JOURNAL ARTICLE
MULTICENTER STUDY

Evaluation of insulin release and insulin sensitivity through oral glucose tolerance test: differences between NGT, IFG, IGT, and type 2 diabetes mellitus. A cross-sectional and follow-up study

A E Pontiroli, P Pizzocri, A Caumo, G Perseghin, L Luzi
Acta Diabetologica 2004, 41 (2): 70-6
15224208
We evaluated both insulin release (IR) and insulin sensitivity (IS) through a single oral glucose tolerance test (OGTT) (blood samples at 0, 60, 120 min, as routinely performed in Europe) in subjects with normal and abnormal glucose tolerance. The value 1/HOMA was used as an index of IS and deltaI/deltaG at 60 min was used as an index of IR. In preliminary experiments, 1/HOMA correlated with glucose infusion rate (GIR) at euglycaemic insulin clamp (r=0.495) and with insulin sensitivity index (ISI) at LDIGIT (r=0.714). At OGTT with blood samples at 0, 30, 60 and 120 min, insulin levels at 30 min correlated with insulin levels at 60 min (I30 vs.

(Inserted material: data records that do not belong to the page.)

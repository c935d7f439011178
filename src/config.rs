//! Configuration management for account-forms
//!
//! Loaded once at startup from an optional `config.toml` with environment
//! overrides (`ACCOUNT_FORMS_*`). Every key has a default, so running without
//! a file is fine.

use config::{Config, Environment, File};
use serde::Deserialize;
use std::path::PathBuf;

use crate::auth::ValidationRules;
use crate::controller::ErrorPolicy;

/// Locations searched for the config file, in order; later files override earlier ones.
pub const CONFIG_PATHS: &[&str] = &[
    "account-forms/config", // Packaged layout: ./account-forms/config.toml
    "config",               // Local development: ./config.toml
];

const ENV_PREFIX: &str = "ACCOUNT_FORMS";

/// Complete application configuration
#[derive(Debug, Deserialize, Clone)]
pub struct AppConfig {
    /// JSON file backing the user store; empty selects the in-memory store
    pub store_path: String,

    #[serde(flatten)]
    pub rules: ValidationRules,

    /// Which validator message stays on display when several fail
    pub error_policy: ErrorPolicy,
}

impl Default for AppConfig {
    fn default() -> Self {
        Self {
            store_path: String::new(),
            rules: ValidationRules::default(),
            error_policy: ErrorPolicy::default(),
        }
    }
}

impl AppConfig {
    /// Load configuration from the default locations with environment overrides
    pub fn load() -> Result<Self, config::ConfigError> {
        Self::load_from(CONFIG_PATHS)
    }

    /// Load configuration from the given file names (extension optional)
    pub fn load_from(paths: &[&str]) -> Result<Self, config::ConfigError> {
        let defaults = ValidationRules::default();

        let mut builder = Config::builder()
            .set_default("store_path", "")?
            .set_default("min_username_length", defaults.min_username_length as i64)?
            .set_default("min_password_length", defaults.min_password_length as i64)?
            .set_default("blocked_email_domain", defaults.blocked_email_domain)?
            .set_default("error_policy", "last_wins")?;

        for path in paths {
            builder = builder.add_source(File::with_name(path).required(false));
        }

        let settings = builder
            .add_source(Environment::with_prefix(ENV_PREFIX).try_parsing(true))
            .build()?;

        let config: AppConfig = settings.try_deserialize()?;
        config.validate()?;
        Ok(config)
    }

    /// Path of the store file, or `None` for the in-memory store
    pub fn store_path(&self) -> Option<PathBuf> {
        let trimmed = self.store_path.trim();
        if trimmed.is_empty() {
            None
        } else {
            Some(PathBuf::from(trimmed))
        }
    }

    /// Validation for all configuration values
    fn validate(&self) -> Result<(), config::ConfigError> {
        if self.rules.min_username_length == 0 {
            return Err(config::ConfigError::Message(
                "min_username_length must be greater than 0".into(),
            ));
        }

        if self.rules.min_password_length == 0 {
            return Err(config::ConfigError::Message(
                "min_password_length must be greater than 0".into(),
            ));
        }

        let domain = self.rules.blocked_email_domain.trim();
        if domain.is_empty() || domain.contains('@') {
            return Err(config::ConfigError::Message(
                "blocked_email_domain must be a bare domain like 'example.com'".into(),
            ));
        }

        Ok(())
    }
}

#[cfg(test)]
mod tests {
    use super::*;
    use std::fs;

    #[test]
    fn test_defaults_without_file() {
        let config = AppConfig::load_from(&["does-not-exist/config"]).unwrap();
        assert_eq!(config.rules, ValidationRules::default());
        assert_eq!(config.error_policy, ErrorPolicy::LastWins);
        assert_eq!(config.store_path(), None);
    }

    #[test]
    fn test_file_overrides_defaults() {
        let dir = tempfile::tempdir().unwrap();
        let path = dir.path().join("custom.toml");
        fs::write(
            &path,
            r#"
store_path = "users.json"
min_password_length = 16
blocked_email_domain = "mailinator.com"
error_policy = "first_wins"
"#,
        )
        .unwrap();

        let config = AppConfig::load_from(&[path.to_str().unwrap()]).unwrap();
        assert_eq!(config.rules.min_password_length, 16);
        assert_eq!(config.rules.min_username_length, 4);
        assert_eq!(config.rules.blocked_email_domain, "mailinator.com");
        assert_eq!(config.error_policy, ErrorPolicy::FirstWins);
        assert_eq!(config.store_path(), Some(PathBuf::from("users.json")));
    }

    #[test]
    fn test_invalid_values_rejected() {
        let dir = tempfile::tempdir().unwrap();
        let path = dir.path().join("bad.toml");
        fs::write(&path, "blocked_email_domain = \"@example.com\"\n").unwrap();

        assert!(AppConfig::load_from(&[path.to_str().unwrap()]).is_err());
    }
}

I60, r=0.584) and deltaI/deltaG at 30 and at 60 min correlated (r=0.365). Values of 1/HOMA from 345 subjects with normal glucose tolerance (NGT), 32 with impaired fasting glucose (IFG), 186 with impaired glucose tolerance (IGT) and 72 with type 2 diabetic mellitus were divided into quartiles. For each quartile, mean (+/- SE) and 95% confidence intervals (CI) of deltaI/deltaG at 60 min were calculated, and subjects were represented by plotting IS vs. IR. Plots of NGT, IGT, and type-2 diabetes mellitus described different curves. Values of subjects with IFG, IGT and type 2 diabetes mellitus fell outside the 95% CI of NGT subjects in all quartiles of IS. To validate this finding, 113 morbidly obese subjects (basal OGTT: 55 NGT, 40 IGT, 18 T2DM) who underwent a major reduction of body weight through bariatric surgery received a second OGTT one year after surgery. Glucose tolerance improved in 40 patients, deteriorated in 8, did not change in 65; the new plots were concordant with the new class of glucose tolerance. OGTT can be used to evaluate both IR and IS in subjects with NGT, IFG, IGT, and type 2 diabetes mellitus in population studies and in follow-up studies. IFG, IGT and type 2 diabetes mellitus are characterized by reduced IR compared to IS.